Write out, without any change, the lines in the material below that run from the line with "use std::path::Path;" through the line with "writer.flush()?;", both included.

:::

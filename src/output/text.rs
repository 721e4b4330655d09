//! Plain-text duplicate list.
//!
//! One path per line, originals excluded, in group order. The elected
//! original of each group is logged at `info` so the list stays pipeable.

use std::io::Write;
use std::path::Path;

use super::OutputError;
use crate::duplicates::DuplicateGroup;

/// Plain-text formatter.
pub struct TextReport<'a> {
    groups: &'a [DuplicateGroup],
}

impl<'a> TextReport<'a> {
    /// Create a report over `groups`.
    #[must_use]
    pub fn new(groups: &'a [DuplicateGroup]) -> Self {
        Self { groups }
    }

    /// Duplicate paths in output order.
    pub fn duplicate_paths(&self) -> impl Iterator<Item = &'a Path> + 'a {
        self.groups
            .iter()
            .flat_map(|g| g.duplicates.iter().map(std::path::PathBuf::as_path))
    }

    /// Log which path was kept for each group.
    pub fn log_originals(&self) {
        for group in self.groups {
            if group.no_matching_original {
                log::info!(
                    "Duplicate group {} has no original in the preferred directories",
                    group.fingerprint
                );
            } else {
                log::info!(
                    "Original for {}: {}",
                    group.fingerprint,
                    group.original.display()
                );
            }
        }
    }

    /// Write the list, returning how many paths were written.
    ///
    /// # Example
    ///
    /// ```
    /// use dupindex::output::TextReport;
    ///
    /// let mut out = Vec::new();
    /// assert_eq!(TextReport::new(&[]).write_to(&mut out).unwrap(), 0);
    /// assert!(out.is_empty());
    /// ```
    ///
    /// # Errors
    ///
    /// Returns an error if writing fails.
    pub fn write_to<W: Write>(&self, mut writer: W) -> Result<usize, OutputError> {
        let mut lines = 0;
        for path in self.duplicate_paths() {
            writeln!(writer, "{}", path.display())?;
            lines += 1;
        }
        writer.flush()?;
        Ok(lines)
    }
}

:::

## Output for this exercise
use std::path::Path;

use super::OutputError;
use crate::duplicates::DuplicateGroup;

/// Plain-text formatter.
pub struct TextReport<'a> {
    groups: &'a [DuplicateGroup],
}

impl<'a> TextReport<'a> {
    /// Create a report over `groups`.
    #[must_use]
    pub fn new(groups: &'a [DuplicateGroup]) -> Self {
        Self { groups }
    }

    /// Duplicate paths in output order.
    pub fn duplicate_paths(&self) -> impl Iterator<Item = &'a Path> + 'a {
        self.groups
            .iter()
            .flat_map(|g| g.duplicates.iter().map(std::path::PathBuf::as_path))
    }

    /// Log which path was kept for each group.
    pub fn log_originals(&self) {
        for group in self.groups {
            if group.no_matching_original {
                log::info!(
                    "Duplicate group {} has no original in the preferred directories",
                    group.fingerprint
                );
            } else {
                log::info!(
                    "Original for {}: {}",
                    group.fingerprint,
                    group.original.display()
                );
            }
        }
    }

    /// Write the list, returning how many paths were written.
    ///
    /// # Example
    ///
    /// ```
    /// use dupindex::output::TextReport;
    ///
    /// let mut out = Vec::new();
    /// assert_eq!(TextReport::new(&[]).write_to(&mut out).unwrap(), 0);
    /// assert!(out.is_empty());
    /// ```
    ///
    /// # Errors
    ///
    /// Returns an error if writing fails.
    pub fn write_to<W: Write>(&self, mut writer: W) -> Result<usize, OutputError> {
        let mut lines = 0;
        for path in self.duplicate_paths() {
            writeln!(writer, "{}", path.display())?;
            lines += 1;
        }
        writer.flush()?;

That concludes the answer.